When the word "ErrorKind" appears in a line of the data below, list that line.
---+---
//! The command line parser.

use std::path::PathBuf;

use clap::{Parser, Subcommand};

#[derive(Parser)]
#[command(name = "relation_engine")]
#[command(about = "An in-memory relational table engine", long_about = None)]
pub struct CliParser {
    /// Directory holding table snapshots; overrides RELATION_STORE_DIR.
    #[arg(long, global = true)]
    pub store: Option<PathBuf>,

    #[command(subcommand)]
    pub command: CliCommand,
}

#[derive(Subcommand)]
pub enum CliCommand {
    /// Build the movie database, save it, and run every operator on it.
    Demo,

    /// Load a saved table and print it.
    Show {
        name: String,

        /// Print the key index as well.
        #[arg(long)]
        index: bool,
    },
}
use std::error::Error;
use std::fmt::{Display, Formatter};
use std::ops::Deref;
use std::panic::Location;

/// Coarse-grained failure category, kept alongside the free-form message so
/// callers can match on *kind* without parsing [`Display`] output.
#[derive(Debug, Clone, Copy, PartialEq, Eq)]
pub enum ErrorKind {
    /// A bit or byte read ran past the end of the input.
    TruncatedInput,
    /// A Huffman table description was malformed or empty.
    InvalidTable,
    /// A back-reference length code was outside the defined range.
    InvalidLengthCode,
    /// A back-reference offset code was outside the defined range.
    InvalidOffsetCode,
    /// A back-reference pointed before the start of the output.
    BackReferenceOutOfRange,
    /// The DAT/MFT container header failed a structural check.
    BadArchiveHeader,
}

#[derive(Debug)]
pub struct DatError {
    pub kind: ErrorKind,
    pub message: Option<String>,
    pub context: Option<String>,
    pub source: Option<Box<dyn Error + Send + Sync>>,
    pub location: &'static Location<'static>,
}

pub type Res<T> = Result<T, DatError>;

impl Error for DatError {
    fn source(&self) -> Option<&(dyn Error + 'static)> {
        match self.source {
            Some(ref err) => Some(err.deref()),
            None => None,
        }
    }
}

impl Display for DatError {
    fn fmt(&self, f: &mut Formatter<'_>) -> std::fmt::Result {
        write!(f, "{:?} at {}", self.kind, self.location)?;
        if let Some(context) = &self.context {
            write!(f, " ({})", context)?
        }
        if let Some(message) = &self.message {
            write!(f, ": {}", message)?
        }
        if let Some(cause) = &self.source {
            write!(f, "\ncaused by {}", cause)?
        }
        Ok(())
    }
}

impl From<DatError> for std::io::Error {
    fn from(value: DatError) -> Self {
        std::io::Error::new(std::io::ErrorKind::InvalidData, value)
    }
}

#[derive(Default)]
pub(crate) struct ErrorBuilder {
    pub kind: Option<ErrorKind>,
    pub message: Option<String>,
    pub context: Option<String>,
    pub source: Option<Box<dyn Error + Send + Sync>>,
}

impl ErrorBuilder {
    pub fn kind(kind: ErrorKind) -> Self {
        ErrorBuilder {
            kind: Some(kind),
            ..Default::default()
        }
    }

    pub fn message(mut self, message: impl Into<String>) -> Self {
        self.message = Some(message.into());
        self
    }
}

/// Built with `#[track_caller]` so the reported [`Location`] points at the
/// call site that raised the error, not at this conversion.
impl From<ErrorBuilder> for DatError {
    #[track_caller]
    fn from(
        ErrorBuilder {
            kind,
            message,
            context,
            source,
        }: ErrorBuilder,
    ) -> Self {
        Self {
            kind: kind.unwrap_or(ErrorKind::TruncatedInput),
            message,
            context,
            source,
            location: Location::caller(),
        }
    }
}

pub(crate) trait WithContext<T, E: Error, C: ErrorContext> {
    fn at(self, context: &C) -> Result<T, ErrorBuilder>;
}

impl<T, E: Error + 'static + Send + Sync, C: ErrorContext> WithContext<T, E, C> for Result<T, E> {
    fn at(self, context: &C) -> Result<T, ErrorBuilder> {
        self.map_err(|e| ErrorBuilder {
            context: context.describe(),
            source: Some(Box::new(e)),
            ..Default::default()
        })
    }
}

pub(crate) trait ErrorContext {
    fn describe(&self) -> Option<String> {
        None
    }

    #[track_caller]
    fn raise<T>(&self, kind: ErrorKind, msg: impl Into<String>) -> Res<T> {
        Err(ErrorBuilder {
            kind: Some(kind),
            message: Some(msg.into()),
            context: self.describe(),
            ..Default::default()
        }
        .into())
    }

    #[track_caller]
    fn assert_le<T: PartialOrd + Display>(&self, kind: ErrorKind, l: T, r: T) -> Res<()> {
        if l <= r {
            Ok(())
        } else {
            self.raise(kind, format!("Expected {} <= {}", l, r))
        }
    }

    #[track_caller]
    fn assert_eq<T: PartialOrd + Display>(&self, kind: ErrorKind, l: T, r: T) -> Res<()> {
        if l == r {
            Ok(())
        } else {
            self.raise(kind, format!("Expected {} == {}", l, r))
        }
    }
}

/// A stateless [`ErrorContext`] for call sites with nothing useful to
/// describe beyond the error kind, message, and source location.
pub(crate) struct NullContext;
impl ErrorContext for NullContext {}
---+---
Written response:
pub enum ErrorKind {
    pub kind: ErrorKind,
        std::io::Error::new(std::io::ErrorKind::InvalidData, value)
    pub kind: Option<ErrorKind>,
    pub fn kind(kind: ErrorKind) -> Self {
            kind: kind.unwrap_or(ErrorKind::TruncatedInput),
    fn raise<T>(&self, kind: ErrorKind, msg: impl Into<String>) -> Res<T> {
    fn assert_le<T: PartialOrd + Display>(&self, kind: ErrorKind, l: T, r: T) -> Res<()> {
    fn assert_eq<T: PartialOrd + Display>(&self, kind: ErrorKind, l: T, r: T) -> Res<()> {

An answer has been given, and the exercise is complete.